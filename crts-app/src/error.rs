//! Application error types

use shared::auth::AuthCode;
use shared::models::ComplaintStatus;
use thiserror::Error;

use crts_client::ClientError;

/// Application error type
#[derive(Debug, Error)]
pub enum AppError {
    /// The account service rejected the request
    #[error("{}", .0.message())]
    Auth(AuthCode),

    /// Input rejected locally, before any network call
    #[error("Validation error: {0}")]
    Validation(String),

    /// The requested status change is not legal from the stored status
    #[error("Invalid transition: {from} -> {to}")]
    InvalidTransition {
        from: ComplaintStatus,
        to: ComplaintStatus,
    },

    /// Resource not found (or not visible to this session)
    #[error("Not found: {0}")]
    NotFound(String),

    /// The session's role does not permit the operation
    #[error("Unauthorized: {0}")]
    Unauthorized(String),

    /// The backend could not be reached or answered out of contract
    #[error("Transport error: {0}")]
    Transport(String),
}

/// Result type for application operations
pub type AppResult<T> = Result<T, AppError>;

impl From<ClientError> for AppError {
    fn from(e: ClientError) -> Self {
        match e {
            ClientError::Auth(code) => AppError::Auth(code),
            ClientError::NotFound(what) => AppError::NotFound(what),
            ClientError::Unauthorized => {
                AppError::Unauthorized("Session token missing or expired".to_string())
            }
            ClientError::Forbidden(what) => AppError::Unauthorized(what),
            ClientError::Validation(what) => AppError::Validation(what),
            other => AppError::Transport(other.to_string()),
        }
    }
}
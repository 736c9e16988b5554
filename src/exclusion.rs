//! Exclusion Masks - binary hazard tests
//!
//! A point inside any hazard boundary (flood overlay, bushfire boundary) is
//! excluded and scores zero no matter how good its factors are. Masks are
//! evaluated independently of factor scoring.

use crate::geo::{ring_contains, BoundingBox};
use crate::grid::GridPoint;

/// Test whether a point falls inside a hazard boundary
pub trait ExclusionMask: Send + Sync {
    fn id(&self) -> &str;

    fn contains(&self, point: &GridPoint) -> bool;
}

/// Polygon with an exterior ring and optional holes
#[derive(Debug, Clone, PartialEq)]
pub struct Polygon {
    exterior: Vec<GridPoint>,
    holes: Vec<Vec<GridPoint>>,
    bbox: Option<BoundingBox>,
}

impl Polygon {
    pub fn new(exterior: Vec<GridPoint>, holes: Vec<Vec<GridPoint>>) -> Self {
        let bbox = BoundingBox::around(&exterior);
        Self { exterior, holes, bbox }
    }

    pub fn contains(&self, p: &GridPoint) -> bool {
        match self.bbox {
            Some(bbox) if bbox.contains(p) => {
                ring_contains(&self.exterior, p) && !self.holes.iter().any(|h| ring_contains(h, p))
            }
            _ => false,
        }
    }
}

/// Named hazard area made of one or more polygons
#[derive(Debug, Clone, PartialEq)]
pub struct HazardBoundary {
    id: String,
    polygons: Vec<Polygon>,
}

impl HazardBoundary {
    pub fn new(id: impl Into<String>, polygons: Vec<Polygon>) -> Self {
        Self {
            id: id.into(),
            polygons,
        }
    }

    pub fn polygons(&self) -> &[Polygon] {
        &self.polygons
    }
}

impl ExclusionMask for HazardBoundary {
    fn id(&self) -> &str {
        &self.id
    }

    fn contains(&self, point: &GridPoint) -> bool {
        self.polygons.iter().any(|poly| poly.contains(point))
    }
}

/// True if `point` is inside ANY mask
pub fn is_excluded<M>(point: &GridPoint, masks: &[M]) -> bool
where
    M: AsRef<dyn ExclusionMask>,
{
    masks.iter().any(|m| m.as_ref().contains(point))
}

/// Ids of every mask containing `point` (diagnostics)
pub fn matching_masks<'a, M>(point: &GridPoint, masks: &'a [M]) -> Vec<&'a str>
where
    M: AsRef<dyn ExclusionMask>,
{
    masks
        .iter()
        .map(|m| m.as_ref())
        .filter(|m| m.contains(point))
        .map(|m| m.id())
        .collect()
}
...
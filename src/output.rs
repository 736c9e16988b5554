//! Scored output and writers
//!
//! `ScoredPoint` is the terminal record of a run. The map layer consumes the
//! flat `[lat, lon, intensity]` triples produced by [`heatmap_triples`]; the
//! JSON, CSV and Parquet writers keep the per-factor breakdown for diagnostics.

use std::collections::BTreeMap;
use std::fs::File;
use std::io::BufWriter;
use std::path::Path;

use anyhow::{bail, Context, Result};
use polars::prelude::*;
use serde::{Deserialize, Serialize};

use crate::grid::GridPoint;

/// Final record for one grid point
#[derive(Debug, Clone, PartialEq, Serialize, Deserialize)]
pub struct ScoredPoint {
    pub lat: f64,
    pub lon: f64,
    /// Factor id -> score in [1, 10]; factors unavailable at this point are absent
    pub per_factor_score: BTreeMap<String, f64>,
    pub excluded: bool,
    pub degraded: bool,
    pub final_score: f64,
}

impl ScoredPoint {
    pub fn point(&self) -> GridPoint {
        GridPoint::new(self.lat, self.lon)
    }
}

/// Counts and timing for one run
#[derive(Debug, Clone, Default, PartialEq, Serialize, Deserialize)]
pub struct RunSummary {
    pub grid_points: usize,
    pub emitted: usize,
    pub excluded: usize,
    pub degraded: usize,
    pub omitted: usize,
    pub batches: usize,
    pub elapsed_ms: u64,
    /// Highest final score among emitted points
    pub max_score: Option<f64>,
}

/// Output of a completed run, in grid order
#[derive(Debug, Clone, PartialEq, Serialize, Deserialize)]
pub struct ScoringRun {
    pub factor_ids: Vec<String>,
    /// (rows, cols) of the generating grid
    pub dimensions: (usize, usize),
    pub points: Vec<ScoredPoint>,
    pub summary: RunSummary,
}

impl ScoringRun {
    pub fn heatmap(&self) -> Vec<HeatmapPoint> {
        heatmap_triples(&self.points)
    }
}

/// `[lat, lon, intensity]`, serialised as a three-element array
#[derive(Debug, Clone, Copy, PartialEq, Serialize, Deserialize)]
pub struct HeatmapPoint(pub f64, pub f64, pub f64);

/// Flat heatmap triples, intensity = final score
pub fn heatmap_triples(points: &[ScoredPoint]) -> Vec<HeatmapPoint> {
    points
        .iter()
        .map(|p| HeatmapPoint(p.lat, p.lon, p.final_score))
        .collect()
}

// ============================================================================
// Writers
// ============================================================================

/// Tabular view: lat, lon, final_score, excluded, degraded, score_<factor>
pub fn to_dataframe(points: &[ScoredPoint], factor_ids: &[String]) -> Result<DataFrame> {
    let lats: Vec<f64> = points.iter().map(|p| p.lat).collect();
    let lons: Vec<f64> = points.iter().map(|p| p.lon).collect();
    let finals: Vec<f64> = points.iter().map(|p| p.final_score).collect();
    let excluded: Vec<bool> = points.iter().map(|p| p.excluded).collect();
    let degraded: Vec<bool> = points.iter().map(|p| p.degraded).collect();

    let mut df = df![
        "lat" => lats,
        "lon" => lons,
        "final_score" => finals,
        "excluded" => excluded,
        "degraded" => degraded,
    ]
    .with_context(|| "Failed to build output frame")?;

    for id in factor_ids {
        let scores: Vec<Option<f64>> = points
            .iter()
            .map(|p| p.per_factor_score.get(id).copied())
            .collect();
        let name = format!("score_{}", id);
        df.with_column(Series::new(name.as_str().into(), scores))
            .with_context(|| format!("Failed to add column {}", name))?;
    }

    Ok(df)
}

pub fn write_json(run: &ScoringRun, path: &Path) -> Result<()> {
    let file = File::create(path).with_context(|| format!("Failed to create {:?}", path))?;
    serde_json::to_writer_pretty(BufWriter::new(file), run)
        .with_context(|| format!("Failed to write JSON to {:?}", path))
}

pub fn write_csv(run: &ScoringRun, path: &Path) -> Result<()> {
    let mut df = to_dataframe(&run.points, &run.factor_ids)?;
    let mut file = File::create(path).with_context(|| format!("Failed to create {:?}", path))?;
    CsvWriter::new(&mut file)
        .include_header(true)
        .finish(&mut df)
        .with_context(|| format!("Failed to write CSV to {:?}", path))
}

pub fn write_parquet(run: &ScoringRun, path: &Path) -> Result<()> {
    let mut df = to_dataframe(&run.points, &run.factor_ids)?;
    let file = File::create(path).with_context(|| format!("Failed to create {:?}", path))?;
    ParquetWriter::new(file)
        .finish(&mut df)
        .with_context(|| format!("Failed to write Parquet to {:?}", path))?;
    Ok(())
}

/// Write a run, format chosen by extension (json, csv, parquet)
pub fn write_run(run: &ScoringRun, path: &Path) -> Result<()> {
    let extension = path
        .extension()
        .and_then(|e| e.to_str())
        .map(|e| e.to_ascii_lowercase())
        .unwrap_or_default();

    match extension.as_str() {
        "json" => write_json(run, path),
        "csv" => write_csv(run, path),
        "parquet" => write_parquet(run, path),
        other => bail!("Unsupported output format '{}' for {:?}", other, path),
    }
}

What needs to be done. Begin at the line above that has "filename src/output.rs" and stop after the line that has "pub struct HeatmapPoint(pub", copying each line exactly and adding nothing else.

Answer space.
filename src/output.rs
repository 736c9e16988b5554
//! Scored output and writers
//!
//! `ScoredPoint` is the terminal record of a run. The map layer consumes the
//! flat `[lat, lon, intensity]` triples produced by [`heatmap_triples`]; the
//! JSON, CSV and Parquet writers keep the per-factor breakdown for diagnostics.

use std::collections::BTreeMap;
use std::fs::File;
use std::io::BufWriter;
use std::path::Path;

use anyhow::{bail, Context, Result};
use polars::prelude::*;
use serde::{Deserialize, Serialize};

use crate::grid::GridPoint;

/// Final record for one grid point
#[derive(Debug, Clone, PartialEq, Serialize, Deserialize)]
pub struct ScoredPoint {
    pub lat: f64,
    pub lon: f64,
    /// Factor id -> score in [1, 10]; factors unavailable at this point are absent
    pub per_factor_score: BTreeMap<String, f64>,
    pub excluded: bool,
    pub degraded: bool,
    pub final_score: f64,
}

impl ScoredPoint {
    pub fn point(&self) -> GridPoint {
        GridPoint::new(self.lat, self.lon)
    }
}

/// Counts and timing for one run
#[derive(Debug, Clone, Default, PartialEq, Serialize, Deserialize)]
pub struct RunSummary {
    pub grid_points: usize,
    pub emitted: usize,
    pub excluded: usize,
    pub degraded: usize,
    pub omitted: usize,
    pub batches: usize,
    pub elapsed_ms: u64,
    /// Highest final score among emitted points
    pub max_score: Option<f64>,
}

/// Output of a completed run, in grid order
#[derive(Debug, Clone, PartialEq, Serialize, Deserialize)]
pub struct ScoringRun {
    pub factor_ids: Vec<String>,
    /// (rows, cols) of the generating grid
    pub dimensions: (usize, usize),
    pub points: Vec<ScoredPoint>,
    pub summary: RunSummary,
}

impl ScoringRun {
    pub fn heatmap(&self) -> Vec<HeatmapPoint> {
        heatmap_triples(&self.points)
    }
}

/// `[lat, lon, intensity]`, serialised as a three-element array
#[derive(Debug, Clone, Copy, PartialEq, Serialize, Deserialize)]
pub struct HeatmapPoint(pub f64, pub f64, pub f64);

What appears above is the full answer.